We have enough whiskey barrels and raised beds now that I thought it might be helpful to purchase some hand tools specifically designed for small weeding tasks. I went with a Hori Hori knife, a Japanese sickle, and a CobraHead weeder.  Three tools was probably overkill, but I’ve wanted to try a Hori Hori knife and a Japanese sickle for quite a while. The CobraHead looked interesting too, and I thought it might work best on the dandelions and similar weeds with a long taproot.

What follows are my initial impressions of each tool.

First up:  The CobraHead

180428 cobrahead

The CobraHead worked well specifically on dandelions. To use, just smack down behind the root and pull back towards yourself. For big weeds you pull the weed with your off hand while you’re pulling on the CobraHead. It seemed to get all of the taproot about half the time, and I’d say it got most of the taproot most of the rest of the time. The instructions say not to use the tool as a pry bar, but the shape almost begs for it to be used that way. I’m not going to be shocked if I get a little too enthusiastic at some point and wind up breaking off the tip.
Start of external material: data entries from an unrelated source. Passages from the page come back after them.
use std::{
    fmt::Display,
    io::{self, Write as _},
};

use indent_write::io::IndentWriter;
use joinery::JoinableIterator;
use lazy_format::lazy_format;

use crate::{
    command::{Command, CommandError, CommandSet},
    spec::{ArgKind, ArgSpec},
};

/// Total width that descriptions are wrapped to, before indentation
const WIDTH: usize = 72;

/// A short description of an argument's kind and constraints, like
/// `uint32 in [0, 10]` or `one of {fast | slow}`
pub fn kind_summary(kind: &ArgKind) -> impl Display + '_ {
    lazy_format! {
        match (kind) {
            ArgKind::Uint32 { min, max } => "uint32 in [{min}, {max}]",
            ArgKind::Uint64 { min, max } => "uint64 in [{min}, {max}]",
            ArgKind::Int { min, max } => "int in [{min}, {max}]",
            ArgKind::Float { min, max } => "float in [{min}, {max}]",
            ArgKind::Hex { min, max } => "hex in [{min:#x}, {max:#x}]",
            ArgKind::Bool => "bool (true/false, yes/no, 1/0)",
            ArgKind::String { options } => (
                "one of {{{options}}}",
                options = options.iter().join_with(" | ")
            ),
            ArgKind::Ip => "IPv4 address",
            ArgKind::IpMask => "IPv4 address with netmask",
            ArgKind::Custom { validator } => "custom ({validator})",
        }
    }
}

pub fn command_error<'a>(error: &'a CommandError<'_>) -> impl Display + 'a {
    lazy_format! {
        match (error) {
            CommandError::MissingCommand => "no command given",
            CommandError::UnknownCommand { command } => "unknown command {command:?}",
            CommandError::WrongArity { command, expected, got } => (
                "{command}: expected {expected} {noun}, got {got}",
                noun = if *expected == 1 { "argument" } else { "arguments" },
            ),
            CommandError::Argument { command, position, name, error } => (
                "{command}: argument {number} <{name}>: {error}",
                number = position + 1,
            ),
        }
    }
}

/// Print the wrapped `text`, one line at a time. Prints nothing at all if
/// `text` is empty.
fn print_wrapped(out: &mut (impl io::Write + ?Sized), text: &str) -> io::Result<()> {
    if text.is_empty() {
        return Ok(());
    }

    textwrap::wrap(text, WIDTH)
        .iter()
        .try_for_each(|line| writeln!(out, "{line}"))
}

/*
Overall structure:

DESCRIPTION

Usage:
  command <ARG> <ARG>

Arguments:
  <ARG>  uint32 in [0, 10]
      Description of ARG
 */
pub fn print_usage(out: &mut impl io::Write, command: &Command) -> io::Result<()> {
    print_wrapped(out, &command.description)?;

    section(out, "Usage", |mut out| {
        write!(out, "{}", command.name)?;
        command
            .args
            .iter()
            .try_for_each(|spec| write!(out, " <{}>", spec.name))?;
        writeln!(out)
    })?;

    maybe_section(out, "Arguments", &command.args, |out, spec| {
        print_argument(out, spec)
    })
}

/// Print a list of commands, with their descriptions aligned
pub fn print_commands(out: &mut impl io::Write, commands: &CommandSet) -> io::Result<()> {
    let width = commands
        .names()
        .map(str::len)
        .max()
        .unwrap_or(0);

    maybe_section(out, "Commands", commands, |out, command| {
        match command.description.lines().next() {
            None => writeln!(out, "{}", command.name),
            Some(summary) => writeln!(out, "{:width$}  {summary}", command.name),
        }
    })
}

fn print_argument(out: &mut (impl io::Write + ?Sized), spec: &ArgSpec) -> io::Result<()> {
    writeln!(out, "<{}>  {}", spec.name, kind_summary(&spec.kind))?;
    print_wrapped(&mut IndentWriter::new("    ", out), &spec.description)
}

/// Write a section by writing a newline, then the `header`, then an
/// indented `body`.
fn section<O: io::Write + ?Sized, T>(
    out: &mut O,
    header: &str,
    body: impl FnOnce(IndentWriter<&mut O>) -> io::Result<T>,
) -> io::Result<T> {
    writeln!(out, "\n{header}:")?;
    body(IndentWriter::new("  ", out))
}

/// Write an optional section, only if the iterator is not empty.
/// Otherwise identical to `section`.
fn maybe_section<O: io::Write + ?Sized, I: IntoIterator>(
    out: &mut O,
    header: &str,
    items: I,
    body: impl Fn(&mut IndentWriter<&mut O>, I::Item) -> io::Result<()>,
) -> io::Result<()> {
    let mut items = items.into_iter();

    match items.next() {
        None => Ok(()),
        Some(first) => section(out, header, |mut out| {
            body(&mut out, first)?;
            items.try_for_each(|item| body(&mut out, item))
        }),
    }
}
//! stackc CLI - Command line driver for the stackc compiler

use std::fs;
use std::path::{Path, PathBuf};
use std::process;

use ariadne::{Color, Label, Report, ReportKind, Source};
use clap::Parser;

use stackc_ast::{Program, ToTree};
use stackc_codegen::{generate, CodegenOptions};
use stackc_parser::{parse, ParseError};

#[derive(Parser)]
#[command(name = "stackc", version)]
#[command(about = "Compile a stackc program to x86-64 assembly", long_about = None)]
struct Cli {
    /// Source file
    file: PathBuf,

    /// Assembly output file
    #[arg(short, long, default_value = "program.s")]
    output: PathBuf,

    /// Runtime source pulled in with `.include`
    #[arg(long, default_value = "runtime.s")]
    runtime: String,

    /// Runtime routine that prints %rax
    #[arg(long, default_value = "print_num")]
    print_routine: String,

    /// Runtime routine that terminates the program
    #[arg(long, default_value = "exit_program")]
    exit_routine: String,

    /// Program entry label
    #[arg(long, default_value = "_start")]
    entry: String,

    /// Dump the syntax tree as JSON instead of the indented tree
    #[arg(long)]
    ast_json: bool,

    /// Do not print the syntax tree
    #[arg(long, conflicts_with = "ast_json")]
    no_tree: bool,
}

impl Cli {
    fn codegen_options(&self) -> CodegenOptions {
        CodegenOptions {
            entry_label: self.entry.clone(),
            print_routine: self.print_routine.clone(),
            exit_routine: self.exit_routine.clone(),
            runtime_include: Some(self.runtime.clone()),
        }
    }
}

fn main() {
    env_logger::init();

    let cli = match Cli::try_parse() {
        Ok(cli) => cli,
        Err(e) => {
            // --help and --version come through here too
            let code = if e.use_stderr() { 1 } else { 0 };
            let _ = e.print();
            process::exit(code);
        }
    };

    if !cmd_compile(&cli) {
        process::exit(1);
    }
}

fn cmd_compile(cli: &Cli) -> bool {
    let source = match fs::read_to_string(&cli.file) {
        Ok(s) => s,
        Err(e) => {
            eprintln!("Error reading {}: {}", cli.file.display(), e);
            return false;
        }
    };

    let program = match parse(&source) {
        Ok(p) => p,
        Err(e) => {
            report_parse_error(&source, &cli.file, &e);
            return false;
        }
    };
    log::info!(
        "parsed {}: {} top-level declarations",
        cli.file.display(),
        program.declarations.len()
    );

    if !cli.no_tree && !print_tree(&program, cli.ast_json) {
        return false;
    }

    let asm = generate(&program, &cli.codegen_options());
    if let Err(e) = fs::write(&cli.output, &asm) {
        eprintln!("Error writing {}: {}", cli.output.display(), e);
        return false;
    }
    log::info!("wrote {} bytes of assembly to {}", asm.len(), cli.output.display());
    true
}

fn print_tree(program: &Program, json: bool) -> bool {
    if !json {
        println!("{}", program.to_tree(0));
        return true;
    }
    match serde_json::to_string_pretty(program) {
        Ok(json) => {
            println!("{}", json);
            true
        }
        Err(e) => {
            eprintln!("Error serializing syntax tree: {}", e);
            false
        }
    }
}

fn report_parse_error(source: &str, file: &Path, error: &ParseError) {
    let name = file.to_string_lossy().to_string();
    let span = error.span();
    let kind = if error.is_lexical() { "lexical error" } else { "syntax error" };

    let printed = Report::build(ReportKind::Error, name.clone(), span.start)
        .with_message(error.to_string())
        .with_label(
            Label::new((name.clone(), span.start..span.end))
                .with_message(kind)
                .with_color(Color::Red),
        )
        .finish()
        .eprint((name, Source::from(source)));

    if printed.is_err() {
        eprintln!("{}: {}", kind, error);
    }
}
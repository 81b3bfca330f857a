//! stackc Lexer - Tokenization using logos
//!
//! Multi-character operators (`==`, `!=`, `<=`, `>=`, `&&`, `||`) are
//! resolved by longest match. Keywords are matched on exact text; every other
//! word is an identifier. Scanning stops at the first unrecognized character.

mod token;

pub use token::*;

use logos::Logos;
use stackc_ast::Span;
use thiserror::Error;

/// Lexical errors. There is no recovery: the first one aborts scanning.
#[derive(Debug, Clone, PartialEq, Eq, Error)]
pub enum LexError {
    #[error("unexpected character '{ch}' at offset {}", span.start)]
    UnexpectedChar { ch: char, span: Span },
}

impl LexError {
    pub fn span(&self) -> Span {
        match self {
            LexError::UnexpectedChar { span, .. } => *span,
        }
    }
}

/// Tokenize a source string into a vector of tokens ending with `Eof`
pub fn tokenize(source: &str) -> Result<Vec<Token>, LexError> {
    let mut tokens = Vec::new();
    let mut lexer = TokenKind::lexer(source);

    while let Some(result) = lexer.next() {
        let span = Span::new(lexer.span().start, lexer.span().end);
        let kind = match result {
            Ok(kind) => kind,
            Err(_) => {
                let ch = source[span.start..].chars().next().unwrap_or('\0');
                let span = Span::new(span.start, span.start + ch.len_utf8());
                return Err(LexError::UnexpectedChar { ch, span });
            }
        };
        tokens.push(Token {
            kind,
            lexeme: lexer.slice().to_string(),
            span,
        });
    }

    // Add EOF token
    let end = source.len();
    tokens.push(Token {
        kind: TokenKind::Eof,
        lexeme: String::new(),
        span: Span::new(end, end),
    });

    log::trace!("tokenized {} bytes into {} tokens", source.len(), tokens.len());
    Ok(tokens)
}

/// A token with its text and span
#[derive(Debug, Clone, PartialEq, Eq)]
pub struct Token {
    pub kind: TokenKind,
    pub lexeme: String,
    pub span: Span,
}

impl Token {
    /// Byte offset of the token in the source
    pub fn offset(&self) -> usize {
        self.span.start
    }
}
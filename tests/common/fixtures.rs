use std::fs;
use std::path::{Path, PathBuf};

/// Load a .sc program from demos/
pub fn load_demo(name: &str) -> String {
    let path = demo_path(name);
    fs::read_to_string(&path).unwrap_or_else(|e| panic!("Failed to load demo {}: {}", name, e))
}

/// Get path to a demo program
pub fn demo_path(name: &str) -> PathBuf {
    demos_dir().join(format!("{}.sc", name))
}

/// All .sc programs under demos/, sorted by name
pub fn discover_demos() -> Vec<PathBuf> {
    let mut demos: Vec<PathBuf> = fs::read_dir(demos_dir())
        .expect("Failed to read demos directory")
        .filter_map(|entry| entry.ok())
        .map(|entry| entry.path())
        .filter(|path| path.extension().and_then(|ext| ext.to_str()) == Some("sc"))
        .collect();
    demos.sort();
    demos
}

fn demos_dir() -> PathBuf {
    Path::new(env!("CARGO_MANIFEST_DIR")).join("demos")
}
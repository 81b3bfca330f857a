//! Expression AST nodes

use serde::{Deserialize, Serialize};
use crate::Span;

/// An expression
#[derive(Debug, Clone, PartialEq, Serialize, Deserialize)]
pub struct Expr {
    pub kind: ExprKind,
    pub span: Span,
}

#[derive(Debug, Clone, PartialEq, Serialize, Deserialize)]
pub enum ExprKind {
    /// Integer literal: `42`
    IntLiteral(i64),

    /// Boolean literal: `true`, `false`
    BoolLiteral(bool),

    /// Variable reference: `x`
    VariableRef(String),

    /// Arithmetic: `a + b`, `a / b`
    BinaryArith {
        op: ArithOp,
        left: Box<Expr>,
        right: Box<Expr>,
    },

    /// Comparison: `a < b`, `a == b`
    Comparison {
        op: CompareOp,
        left: Box<Expr>,
        right: Box<Expr>,
    },

    /// Short-circuit logic: `a && b`, `a || b`
    Logical {
        op: LogicalOp,
        left: Box<Expr>,
        right: Box<Expr>,
    },

    /// Unary operation: `!x`
    Unary {
        op: UnaryOp,
        operand: Box<Expr>,
    },

    /// Assignment: `x = 5`
    Assignment {
        target: String,
        value: Box<Expr>,
    },

    /// Function call: `foo(a, b)`
    Call {
        name: String,
        args: Vec<Expr>,
    },
}

impl Expr {
    pub fn new(kind: ExprKind, span: Span) -> Self {
        Self { kind, span }
    }

    /// Yields the variable name if this is a `VariableRef`, handing the
    /// expression back otherwise.
    pub fn into_variable(self) -> Result<String, Expr> {
        match self.kind {
            ExprKind::VariableRef(name) => Ok(name),
            kind => Err(Expr { kind, span: self.span }),
        }
    }

    pub fn is_assignment(&self) -> bool {
        matches!(self.kind, ExprKind::Assignment { .. })
    }
}

/// Arithmetic operators
#[derive(Debug, Clone, Copy, PartialEq, Eq, Serialize, Deserialize)]
pub enum ArithOp {
    Add,
    Sub,
    Mul,
    Div,
}

impl ArithOp {
    pub fn symbol(&self) -> &'static str {
        match self {
            ArithOp::Add => "+",
            ArithOp::Sub => "-",
            ArithOp::Mul => "*",
            ArithOp::Div => "/",
        }
    }
}

/// Comparison operators
#[derive(Debug, Clone, Copy, PartialEq, Eq, Serialize, Deserialize)]
pub enum CompareOp {
    Eq,
    Ne,
    Lt,
    Gt,
    Le,
    Ge,
}

impl CompareOp {
    pub fn symbol(&self) -> &'static str {
        match self {
            CompareOp::Eq => "==",
            CompareOp::Ne => "!=",
            CompareOp::Lt => "<",
            CompareOp::Gt => ">",
            CompareOp::Le => "<=",
            CompareOp::Ge => ">=",
        }
    }
}

/// Logical operators
#[derive(Debug, Clone, Copy, PartialEq, Eq, Serialize, Deserialize)]
pub enum LogicalOp {
    And,
    Or,
}

impl LogicalOp {
    pub fn symbol(&self) -> &'static str {
        match self {
            LogicalOp::And => "&&",
            LogicalOp::Or => "||",
        }
    }
}

/// Unary operators
#[derive(Debug, Clone, Copy, PartialEq, Eq, Serialize, Deserialize)]
pub enum UnaryOp {
    Not,
}

impl UnaryOp {
    pub fn symbol(&self) -> &'static str {
        match self {
            UnaryOp::Not => "!",
        }
    }
}
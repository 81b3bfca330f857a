//! Assembly text buffer

/// Accumulates AT&T assembly text line by line
#[derive(Debug, Default)]
pub struct Asm {
    text: String,
}

impl Asm {
    pub fn new() -> Self {
        Self::default()
    }

    /// Unindented directive: `.section .text`
    pub fn directive(&mut self, directive: impl AsRef<str>) {
        self.text.push_str(directive.as_ref());
        self.text.push('\n');
    }

    pub fn label(&mut self, label: impl AsRef<str>) {
        self.text.push_str(label.as_ref());
        self.text.push_str(":\n");
    }

    /// Indented instruction: `  mov $1, %rax`
    pub fn ins(&mut self, instruction: impl AsRef<str>) {
        self.text.push_str("  ");
        self.text.push_str(instruction.as_ref());
        self.text.push('\n');
    }

    pub fn blank(&mut self) {
        self.text.push('\n');
    }

    pub fn finish(self) -> String {
        self.text
    }
}
//! stackc AST - Core types for the abstract syntax tree
//!
//! This crate defines the AST node types produced by the parser and consumed
//! by the code generator and the tree printer. The tree is built once and
//! never mutated afterwards; every node owns its children.

mod span;
mod expr;
mod stmt;
mod printer;

pub use span::*;
pub use expr::*;
pub use stmt::*;
pub use printer::*;

use serde::{Deserialize, Serialize};

/// A complete program: top-level declarations followed by `main`
#[derive(Debug, Clone, PartialEq, Serialize, Deserialize)]
pub struct Program {
    /// Top-level `let`, `fun` and any other statements, in source order
    pub declarations: Vec<Statement>,
    pub main: MainFunction,
    pub span: Span,
}

impl Program {
    /// Function declarations at the top level, in source order
    pub fn functions(&self) -> impl Iterator<Item = &FunctionDecl> {
        self.declarations.iter().filter_map(|stmt| match &stmt.kind {
            StatementKind::Function(func) => Some(func),
            _ => None,
        })
    }
}

/// The `main() { ... }` entry point
#[derive(Debug, Clone, PartialEq, Serialize, Deserialize)]
pub struct MainFunction {
    pub body: Block,
    pub span: Span,
}
//! Indented tree printer for the AST
//!
//! Renders a program as a human-readable syntax tree, two spaces per level.
//! Child groups are introduced with a `|- Label:` line one level deeper than
//! their parent.

use crate::{Block, Expr, ExprKind, FunctionDecl, Program, Statement, StatementKind, VarDecl};

/// Trait for rendering AST nodes as an indented tree.
pub trait ToTree {
    /// Render at the given indentation level, without a trailing newline.
    fn to_tree(&self, indent: usize) -> String;
}

/// Helper to generate indentation string (two spaces per level).
fn indent_str(level: usize) -> String {
    "  ".repeat(level)
}

fn label(level: usize, text: &str) -> String {
    format!("{}|- {}", indent_str(level), text)
}

// ===== Program =====

impl ToTree for Program {
    fn to_tree(&self, indent: usize) -> String {
        let mut lines = vec![format!("{}Program", indent_str(indent))];

        for (i, decl) in self.declarations.iter().enumerate() {
            lines.push(label(indent + 1, &format!("Declaration {}:", i + 1)));
            lines.push(decl.to_tree(indent + 2));
        }

        lines.push(label(indent + 1, "Main:"));
        lines.push(self.main.body.to_tree(indent + 2));

        lines.join("\n")
    }
}

// ===== Statements =====

impl ToTree for Block {
    fn to_tree(&self, indent: usize) -> String {
        let mut lines = vec![format!("{}Block", indent_str(indent))];
        for (i, stmt) in self.statements.iter().enumerate() {
            lines.push(label(indent + 1, &format!("Statement {}:", i + 1)));
            lines.push(stmt.to_tree(indent + 2));
        }
        lines.join("\n")
    }
}

impl ToTree for Statement {
    fn to_tree(&self, indent: usize) -> String {
        let ind = indent_str(indent);
        match &self.kind {
            StatementKind::Expr(expr) => {
                format!("{}ExpressionStatement\n{}", ind, expr.to_tree(indent + 1))
            }
            StatementKind::VarDecl(decl) => decl.to_tree(indent),
            StatementKind::If { condition, then_branch, else_branch } => {
                let mut lines = vec![
                    format!("{}IfStatement", ind),
                    label(indent + 1, "Condition:"),
                    condition.to_tree(indent + 2),
                    label(indent + 1, "Then:"),
                    then_branch.to_tree(indent + 2),
                ];
                if let Some(else_branch) = else_branch {
                    lines.push(label(indent + 1, "Else:"));
                    lines.push(else_branch.to_tree(indent + 2));
                }
                lines.join("\n")
            }
            StatementKind::While { condition, body } => [
                format!("{}WhileStatement", ind),
                label(indent + 1, "Condition:"),
                condition.to_tree(indent + 2),
                label(indent + 1, "Body:"),
                body.to_tree(indent + 2),
            ]
            .join("\n"),
            StatementKind::Return(expr) => {
                format!("{}ReturnStatement\n{}", ind, expr.to_tree(indent + 1))
            }
            StatementKind::Function(func) => func.to_tree(indent),
        }
    }
}

impl ToTree for VarDecl {
    fn to_tree(&self, indent: usize) -> String {
        let header = format!("{}VarDeclaration(\"{}\")", indent_str(indent), self.name);
        match &self.initializer {
            Some(init) => [
                header,
                label(indent + 1, "Initializer:"),
                init.to_tree(indent + 2),
            ]
            .join("\n"),
            None => header,
        }
    }
}

impl ToTree for FunctionDecl {
    fn to_tree(&self, indent: usize) -> String {
        let params = if self.params.is_empty() {
            "(none)".to_string()
        } else {
            self.params.join(", ")
        };
        [
            format!("{}FunctionDeclaration(\"{}\")", indent_str(indent), self.name),
            label(indent + 1, &format!("Parameters: {}", params)),
            label(indent + 1, "Body:"),
            self.body.to_tree(indent + 2),
        ]
        .join("\n")
    }
}

// ===== Expressions =====

impl ToTree for Expr {
    fn to_tree(&self, indent: usize) -> String {
        let ind = indent_str(indent);
        match &self.kind {
            ExprKind::IntLiteral(n) => format!("{}Int({})", ind, n),
            ExprKind::BoolLiteral(b) => format!("{}Bool({})", ind, b),
            ExprKind::VariableRef(name) => format!("{}Variable(\"{}\")", ind, name),
            ExprKind::BinaryArith { op, left, right } => {
                binary(&ind, "Arith", op.symbol(), left, right, indent)
            }
            ExprKind::Comparison { op, left, right } => {
                binary(&ind, "Comparison", op.symbol(), left, right, indent)
            }
            ExprKind::Logical { op, left, right } => {
                binary(&ind, "Logical", op.symbol(), left, right, indent)
            }
            ExprKind::Unary { op, operand } => {
                format!("{}Unary({})\n{}", ind, op.symbol(), operand.to_tree(indent + 1))
            }
            ExprKind::Assignment { target, value } => {
                format!("{}Assignment(\"{}\")\n{}", ind, target, value.to_tree(indent + 1))
            }
            ExprKind::Call { name, args } => {
                let mut lines = vec![format!("{}Call(\"{}\")", ind, name)];
                lines.extend(args.iter().map(|arg| arg.to_tree(indent + 1)));
                lines.join("\n")
            }
        }
    }
}

fn binary(ind: &str, node: &str, symbol: &str, left: &Expr, right: &Expr, indent: usize) -> String {
    format!(
        "{}{}({})\n{}\n{}",
        ind,
        node,
        symbol,
        left.to_tree(indent + 1),
        right.to_tree(indent + 1)
    )
}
My feeling is that we’ll mostly be using the CobraHead in the yard on dandelions and maybe on weeds that live in cracks in the cement. We may use it to help with seeds and transplants, but I think the next tool will get that call…

The Hori Hori knife:

180428 hori hori

Sharp! Sharp! Sharp! And it comes with a sharpening tool. The Hori Hori knife slides into the soil like butter. It makes a regular trowel feel clunky by comparison. It will remove weeds, but I didn’t feel like it was super efficient at removing weeds with a large tap root. I think we’ll be using it for assorted small digging tasks, breaking up/sawing off small roots, and transplanting seedlings. It may wind up taking most or all of the tasks from the dibbler. The dibbler has proven to be good for making holes for transplants, but I’m guessing the Hori Hori knife can do that too, and it has a built-in measuring stick for plant spacing/ planting depth.

I’ll probably buy some Class 5 cut resistant gloves for the Hori Hori knife and the final new toy…

The Japanese sickle:

180428 japanese sickle

I selected this variety of Japanese sickle because it has no welding weak point. It has good heft and it’s sharp as heck. To use it swing down behind the weed and pull. If you twist your wrist a little at the same time it will drop the point directly down into the soil, giving the sickle a function similar to the CobraHead. It also functions as a very small hoe, and it’s easy to control around established plants. I was able to quickly and easily clean up the raised herb beds. At one point I was able to pop a weed out of the center of a chive plant by aiming the tip straight down and then twisting — I was totally surprised it was that easy. This tool was by far the most fun and versatile to use — I filled two 5-gallon buckets with weeds very quickly, then went looking for more “trouble” in the yard.

Three new toys. I think they’ll all see use. Hopefully these purchases will fix my desire for garden shopping for a while.